■ Work instructions:
Transcribe exactly the line containing "pub mod retry;" plus every later line in the data.
= Beginning of Section =
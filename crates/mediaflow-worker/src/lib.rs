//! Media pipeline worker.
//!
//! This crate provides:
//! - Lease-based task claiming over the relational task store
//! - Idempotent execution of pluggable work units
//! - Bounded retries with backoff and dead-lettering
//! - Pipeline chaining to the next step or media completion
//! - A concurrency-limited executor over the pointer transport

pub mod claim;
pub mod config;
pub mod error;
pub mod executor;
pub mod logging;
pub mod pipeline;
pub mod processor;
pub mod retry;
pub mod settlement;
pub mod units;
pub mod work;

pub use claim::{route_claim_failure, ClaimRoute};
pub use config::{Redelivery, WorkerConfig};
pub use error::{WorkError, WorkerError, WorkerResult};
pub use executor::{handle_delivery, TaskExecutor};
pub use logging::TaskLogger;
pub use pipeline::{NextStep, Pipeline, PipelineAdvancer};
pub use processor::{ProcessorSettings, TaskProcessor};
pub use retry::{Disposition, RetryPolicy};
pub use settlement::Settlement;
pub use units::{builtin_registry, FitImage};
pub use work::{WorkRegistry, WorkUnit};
= End of Section =
■ Finished task:
pub mod retry;
pub mod settlement;
pub mod units;
pub mod work;

pub use claim::{route_claim_failure, ClaimRoute};
pub use config::{Redelivery, WorkerConfig};
pub use error::{WorkError, WorkerError, WorkerResult};
pub use executor::{handle_delivery, TaskExecutor};
pub use logging::TaskLogger;
pub use pipeline::{NextStep, Pipeline, PipelineAdvancer};
pub use processor::{ProcessorSettings, TaskProcessor};
pub use retry::{Disposition, RetryPolicy};
pub use settlement::Settlement;
pub use units::{builtin_registry, FitImage};
pub use work::{WorkRegistry, WorkUnit};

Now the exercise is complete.